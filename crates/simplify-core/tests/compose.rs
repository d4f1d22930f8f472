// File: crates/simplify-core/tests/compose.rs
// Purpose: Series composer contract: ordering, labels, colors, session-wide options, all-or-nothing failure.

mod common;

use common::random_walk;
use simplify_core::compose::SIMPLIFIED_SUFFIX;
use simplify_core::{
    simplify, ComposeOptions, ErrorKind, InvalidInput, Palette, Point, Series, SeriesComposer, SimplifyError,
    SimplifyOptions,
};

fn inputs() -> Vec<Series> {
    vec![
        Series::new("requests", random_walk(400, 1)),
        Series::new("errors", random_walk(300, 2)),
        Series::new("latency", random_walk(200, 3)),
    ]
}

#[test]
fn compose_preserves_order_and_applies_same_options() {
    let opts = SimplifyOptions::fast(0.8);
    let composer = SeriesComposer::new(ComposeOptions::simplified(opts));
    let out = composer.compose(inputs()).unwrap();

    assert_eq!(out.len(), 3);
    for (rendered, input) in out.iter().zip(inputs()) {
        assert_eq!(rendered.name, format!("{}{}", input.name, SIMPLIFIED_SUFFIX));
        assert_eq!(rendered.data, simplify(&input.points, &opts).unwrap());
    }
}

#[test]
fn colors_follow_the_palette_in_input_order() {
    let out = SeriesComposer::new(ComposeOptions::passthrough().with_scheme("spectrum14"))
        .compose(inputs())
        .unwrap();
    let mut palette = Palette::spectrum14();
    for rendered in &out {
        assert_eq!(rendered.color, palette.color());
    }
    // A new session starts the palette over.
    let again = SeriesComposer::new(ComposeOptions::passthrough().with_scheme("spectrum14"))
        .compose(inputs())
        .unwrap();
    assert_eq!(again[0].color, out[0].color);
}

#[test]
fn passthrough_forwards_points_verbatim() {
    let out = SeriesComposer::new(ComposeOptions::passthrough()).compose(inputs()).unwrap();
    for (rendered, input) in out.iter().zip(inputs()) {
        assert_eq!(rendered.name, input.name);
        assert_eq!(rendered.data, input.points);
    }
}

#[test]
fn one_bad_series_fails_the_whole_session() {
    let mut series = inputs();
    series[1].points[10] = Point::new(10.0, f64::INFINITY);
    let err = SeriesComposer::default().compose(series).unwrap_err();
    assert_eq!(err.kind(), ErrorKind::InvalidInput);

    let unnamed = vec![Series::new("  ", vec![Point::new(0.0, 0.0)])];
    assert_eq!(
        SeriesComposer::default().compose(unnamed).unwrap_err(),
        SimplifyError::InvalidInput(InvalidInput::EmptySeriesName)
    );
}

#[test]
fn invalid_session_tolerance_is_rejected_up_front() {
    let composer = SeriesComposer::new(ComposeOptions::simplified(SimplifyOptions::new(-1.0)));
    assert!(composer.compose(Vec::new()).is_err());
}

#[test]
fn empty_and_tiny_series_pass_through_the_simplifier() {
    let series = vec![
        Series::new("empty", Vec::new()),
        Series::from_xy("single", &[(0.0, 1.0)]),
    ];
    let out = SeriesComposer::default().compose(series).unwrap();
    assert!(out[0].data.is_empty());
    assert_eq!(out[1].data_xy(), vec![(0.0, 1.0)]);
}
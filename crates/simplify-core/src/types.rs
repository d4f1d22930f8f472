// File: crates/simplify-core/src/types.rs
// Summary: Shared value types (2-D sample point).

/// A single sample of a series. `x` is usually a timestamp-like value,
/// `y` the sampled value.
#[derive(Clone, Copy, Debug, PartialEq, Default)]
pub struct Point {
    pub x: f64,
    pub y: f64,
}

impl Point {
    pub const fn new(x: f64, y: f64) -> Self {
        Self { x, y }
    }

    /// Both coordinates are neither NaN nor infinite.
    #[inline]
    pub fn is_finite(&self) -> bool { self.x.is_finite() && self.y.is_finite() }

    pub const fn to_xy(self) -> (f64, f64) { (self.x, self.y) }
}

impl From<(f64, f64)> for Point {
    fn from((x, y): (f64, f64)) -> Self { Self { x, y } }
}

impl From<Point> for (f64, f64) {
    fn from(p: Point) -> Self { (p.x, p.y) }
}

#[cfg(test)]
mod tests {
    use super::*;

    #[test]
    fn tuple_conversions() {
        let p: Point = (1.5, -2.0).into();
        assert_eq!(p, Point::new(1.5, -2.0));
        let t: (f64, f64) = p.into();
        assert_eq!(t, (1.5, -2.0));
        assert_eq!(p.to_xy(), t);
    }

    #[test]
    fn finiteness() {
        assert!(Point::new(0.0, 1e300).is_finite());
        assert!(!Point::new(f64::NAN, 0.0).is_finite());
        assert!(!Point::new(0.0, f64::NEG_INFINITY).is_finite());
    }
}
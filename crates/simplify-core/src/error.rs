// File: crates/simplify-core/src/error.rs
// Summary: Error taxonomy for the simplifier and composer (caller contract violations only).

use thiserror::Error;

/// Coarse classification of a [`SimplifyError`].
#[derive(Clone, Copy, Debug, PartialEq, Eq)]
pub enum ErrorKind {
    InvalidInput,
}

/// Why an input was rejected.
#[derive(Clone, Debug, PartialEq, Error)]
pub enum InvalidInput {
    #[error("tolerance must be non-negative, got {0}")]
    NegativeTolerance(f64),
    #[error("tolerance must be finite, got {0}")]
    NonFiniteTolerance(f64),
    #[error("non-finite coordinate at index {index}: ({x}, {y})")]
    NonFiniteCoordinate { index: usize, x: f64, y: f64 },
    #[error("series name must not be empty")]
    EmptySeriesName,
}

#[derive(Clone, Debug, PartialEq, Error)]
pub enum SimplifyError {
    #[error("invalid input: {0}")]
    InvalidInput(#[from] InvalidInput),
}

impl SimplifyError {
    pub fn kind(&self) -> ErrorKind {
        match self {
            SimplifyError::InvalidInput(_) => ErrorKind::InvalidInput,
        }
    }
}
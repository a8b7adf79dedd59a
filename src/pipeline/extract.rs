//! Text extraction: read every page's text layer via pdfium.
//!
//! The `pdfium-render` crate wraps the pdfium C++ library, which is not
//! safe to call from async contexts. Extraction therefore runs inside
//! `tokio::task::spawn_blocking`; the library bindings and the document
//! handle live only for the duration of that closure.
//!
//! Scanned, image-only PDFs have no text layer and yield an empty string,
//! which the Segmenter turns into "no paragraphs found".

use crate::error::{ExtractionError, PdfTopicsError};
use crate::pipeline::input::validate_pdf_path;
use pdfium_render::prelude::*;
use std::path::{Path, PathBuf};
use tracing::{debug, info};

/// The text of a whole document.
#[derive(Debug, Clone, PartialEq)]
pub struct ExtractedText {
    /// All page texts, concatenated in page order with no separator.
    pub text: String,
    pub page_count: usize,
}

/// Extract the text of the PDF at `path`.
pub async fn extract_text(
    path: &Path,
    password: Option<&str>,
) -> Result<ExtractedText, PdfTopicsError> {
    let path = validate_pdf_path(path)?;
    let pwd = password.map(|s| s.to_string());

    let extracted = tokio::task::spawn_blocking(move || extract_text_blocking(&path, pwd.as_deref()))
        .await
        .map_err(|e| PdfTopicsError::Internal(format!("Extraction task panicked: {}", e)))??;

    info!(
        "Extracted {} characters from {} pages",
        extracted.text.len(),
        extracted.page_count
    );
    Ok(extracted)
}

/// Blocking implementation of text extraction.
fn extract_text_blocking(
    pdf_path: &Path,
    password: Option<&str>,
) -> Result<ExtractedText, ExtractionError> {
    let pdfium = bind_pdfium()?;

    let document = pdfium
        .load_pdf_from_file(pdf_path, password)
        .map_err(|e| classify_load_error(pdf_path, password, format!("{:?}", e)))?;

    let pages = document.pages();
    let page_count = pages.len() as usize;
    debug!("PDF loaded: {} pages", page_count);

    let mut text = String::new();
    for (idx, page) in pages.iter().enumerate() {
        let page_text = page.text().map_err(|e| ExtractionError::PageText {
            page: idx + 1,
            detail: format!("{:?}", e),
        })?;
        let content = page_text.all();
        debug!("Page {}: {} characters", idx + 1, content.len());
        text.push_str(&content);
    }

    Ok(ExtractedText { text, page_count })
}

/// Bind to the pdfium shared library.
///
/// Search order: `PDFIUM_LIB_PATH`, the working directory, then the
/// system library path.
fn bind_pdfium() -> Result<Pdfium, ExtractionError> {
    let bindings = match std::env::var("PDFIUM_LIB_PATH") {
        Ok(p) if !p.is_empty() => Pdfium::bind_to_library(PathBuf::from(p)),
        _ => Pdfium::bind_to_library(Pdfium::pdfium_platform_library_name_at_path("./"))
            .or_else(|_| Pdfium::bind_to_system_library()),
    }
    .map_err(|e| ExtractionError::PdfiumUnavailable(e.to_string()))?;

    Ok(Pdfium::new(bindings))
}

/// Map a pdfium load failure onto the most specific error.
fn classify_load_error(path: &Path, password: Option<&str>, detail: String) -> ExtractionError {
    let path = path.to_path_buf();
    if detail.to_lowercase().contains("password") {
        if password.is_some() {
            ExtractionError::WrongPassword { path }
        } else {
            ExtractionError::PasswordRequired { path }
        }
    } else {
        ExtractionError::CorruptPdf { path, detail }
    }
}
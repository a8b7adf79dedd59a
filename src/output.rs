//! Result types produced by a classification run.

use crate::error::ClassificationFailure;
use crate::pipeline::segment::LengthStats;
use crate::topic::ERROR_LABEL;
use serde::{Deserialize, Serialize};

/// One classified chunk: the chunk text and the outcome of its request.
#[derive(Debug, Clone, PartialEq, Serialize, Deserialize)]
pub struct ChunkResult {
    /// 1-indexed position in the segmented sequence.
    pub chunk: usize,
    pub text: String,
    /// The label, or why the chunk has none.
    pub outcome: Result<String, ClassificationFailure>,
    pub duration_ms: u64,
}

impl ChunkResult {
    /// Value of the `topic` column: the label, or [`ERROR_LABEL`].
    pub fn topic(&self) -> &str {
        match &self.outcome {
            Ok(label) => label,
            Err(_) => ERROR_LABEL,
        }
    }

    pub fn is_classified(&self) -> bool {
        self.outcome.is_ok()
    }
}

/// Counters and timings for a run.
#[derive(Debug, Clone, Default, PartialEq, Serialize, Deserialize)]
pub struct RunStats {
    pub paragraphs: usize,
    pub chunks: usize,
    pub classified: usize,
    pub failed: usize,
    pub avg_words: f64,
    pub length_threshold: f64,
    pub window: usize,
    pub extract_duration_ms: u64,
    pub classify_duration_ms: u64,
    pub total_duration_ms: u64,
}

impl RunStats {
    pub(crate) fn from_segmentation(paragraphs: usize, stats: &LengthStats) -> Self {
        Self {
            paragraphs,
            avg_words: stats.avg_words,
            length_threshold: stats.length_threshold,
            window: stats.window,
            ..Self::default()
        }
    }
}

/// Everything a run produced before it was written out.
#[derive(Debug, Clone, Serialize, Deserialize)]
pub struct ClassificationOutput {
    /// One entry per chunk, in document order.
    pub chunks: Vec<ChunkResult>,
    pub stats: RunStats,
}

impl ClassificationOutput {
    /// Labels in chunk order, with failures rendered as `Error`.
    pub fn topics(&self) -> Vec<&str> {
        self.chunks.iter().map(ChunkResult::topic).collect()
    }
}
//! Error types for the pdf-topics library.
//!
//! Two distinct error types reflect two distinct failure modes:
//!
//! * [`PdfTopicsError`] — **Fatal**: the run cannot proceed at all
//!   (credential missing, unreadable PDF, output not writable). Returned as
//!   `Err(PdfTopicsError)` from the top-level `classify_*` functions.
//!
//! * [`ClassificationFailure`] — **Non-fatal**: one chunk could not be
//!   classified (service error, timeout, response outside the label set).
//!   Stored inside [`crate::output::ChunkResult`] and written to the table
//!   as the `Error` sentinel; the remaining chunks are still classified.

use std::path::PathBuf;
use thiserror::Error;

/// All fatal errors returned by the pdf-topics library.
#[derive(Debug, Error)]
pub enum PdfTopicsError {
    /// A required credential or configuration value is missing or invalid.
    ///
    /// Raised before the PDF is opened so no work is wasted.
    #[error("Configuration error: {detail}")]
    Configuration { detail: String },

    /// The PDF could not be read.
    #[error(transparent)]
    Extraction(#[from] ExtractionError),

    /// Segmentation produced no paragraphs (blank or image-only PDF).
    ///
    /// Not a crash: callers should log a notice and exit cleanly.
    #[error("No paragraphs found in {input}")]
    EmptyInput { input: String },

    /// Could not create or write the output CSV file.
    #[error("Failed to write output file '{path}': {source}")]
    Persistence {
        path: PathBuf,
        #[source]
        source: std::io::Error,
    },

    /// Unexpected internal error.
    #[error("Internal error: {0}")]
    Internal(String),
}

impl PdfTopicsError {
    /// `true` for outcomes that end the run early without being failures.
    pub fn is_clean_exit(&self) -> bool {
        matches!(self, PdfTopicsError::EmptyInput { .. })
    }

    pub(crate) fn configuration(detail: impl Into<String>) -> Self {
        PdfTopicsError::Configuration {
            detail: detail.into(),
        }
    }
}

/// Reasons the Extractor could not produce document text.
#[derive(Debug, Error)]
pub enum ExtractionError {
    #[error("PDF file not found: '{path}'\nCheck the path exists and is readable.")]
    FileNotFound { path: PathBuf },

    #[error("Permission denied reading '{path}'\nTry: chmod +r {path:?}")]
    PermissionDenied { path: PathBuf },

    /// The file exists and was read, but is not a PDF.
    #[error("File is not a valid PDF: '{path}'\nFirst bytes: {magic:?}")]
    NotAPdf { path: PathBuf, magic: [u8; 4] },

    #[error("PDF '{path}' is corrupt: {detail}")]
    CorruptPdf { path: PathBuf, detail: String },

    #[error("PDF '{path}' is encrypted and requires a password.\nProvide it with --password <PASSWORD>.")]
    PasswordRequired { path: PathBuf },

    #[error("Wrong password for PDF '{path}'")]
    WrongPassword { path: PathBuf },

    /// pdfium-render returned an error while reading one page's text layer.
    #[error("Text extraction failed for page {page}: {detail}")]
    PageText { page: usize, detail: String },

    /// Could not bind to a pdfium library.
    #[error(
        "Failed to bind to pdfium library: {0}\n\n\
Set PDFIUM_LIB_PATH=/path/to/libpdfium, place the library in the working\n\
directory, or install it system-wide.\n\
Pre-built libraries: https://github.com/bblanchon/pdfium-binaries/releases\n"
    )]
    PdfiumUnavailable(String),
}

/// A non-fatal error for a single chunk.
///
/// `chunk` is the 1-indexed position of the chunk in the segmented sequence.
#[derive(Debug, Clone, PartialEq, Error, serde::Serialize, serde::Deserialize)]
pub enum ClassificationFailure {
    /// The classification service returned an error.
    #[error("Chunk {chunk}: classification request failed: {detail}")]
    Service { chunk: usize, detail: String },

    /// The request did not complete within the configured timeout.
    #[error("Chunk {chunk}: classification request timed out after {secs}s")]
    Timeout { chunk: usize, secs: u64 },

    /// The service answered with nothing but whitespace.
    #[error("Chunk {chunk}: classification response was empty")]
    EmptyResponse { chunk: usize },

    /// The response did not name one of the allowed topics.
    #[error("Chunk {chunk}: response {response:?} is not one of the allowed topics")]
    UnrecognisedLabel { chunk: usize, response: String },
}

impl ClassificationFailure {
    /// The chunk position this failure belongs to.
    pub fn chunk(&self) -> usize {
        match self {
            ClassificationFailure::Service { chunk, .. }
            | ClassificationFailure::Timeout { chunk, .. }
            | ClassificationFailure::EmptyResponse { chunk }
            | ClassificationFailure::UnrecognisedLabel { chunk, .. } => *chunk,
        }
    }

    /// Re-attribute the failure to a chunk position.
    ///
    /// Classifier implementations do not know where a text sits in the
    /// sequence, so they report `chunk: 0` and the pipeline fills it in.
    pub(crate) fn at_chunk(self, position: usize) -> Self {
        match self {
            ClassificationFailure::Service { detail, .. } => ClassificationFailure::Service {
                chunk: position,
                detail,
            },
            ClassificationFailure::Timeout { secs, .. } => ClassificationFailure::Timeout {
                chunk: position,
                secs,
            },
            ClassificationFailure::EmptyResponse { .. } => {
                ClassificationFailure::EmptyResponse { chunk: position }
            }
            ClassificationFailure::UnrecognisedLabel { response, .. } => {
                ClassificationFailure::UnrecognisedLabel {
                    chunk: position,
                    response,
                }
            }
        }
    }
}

※

§ **Assignment**
Please go line by line through the records above, copying each one that holds the string "credential".

§ **Response to this task**
//!   (credential missing, unreadable PDF, output not writable). Returned as
    /// A required credential or configuration value is missing or invalid.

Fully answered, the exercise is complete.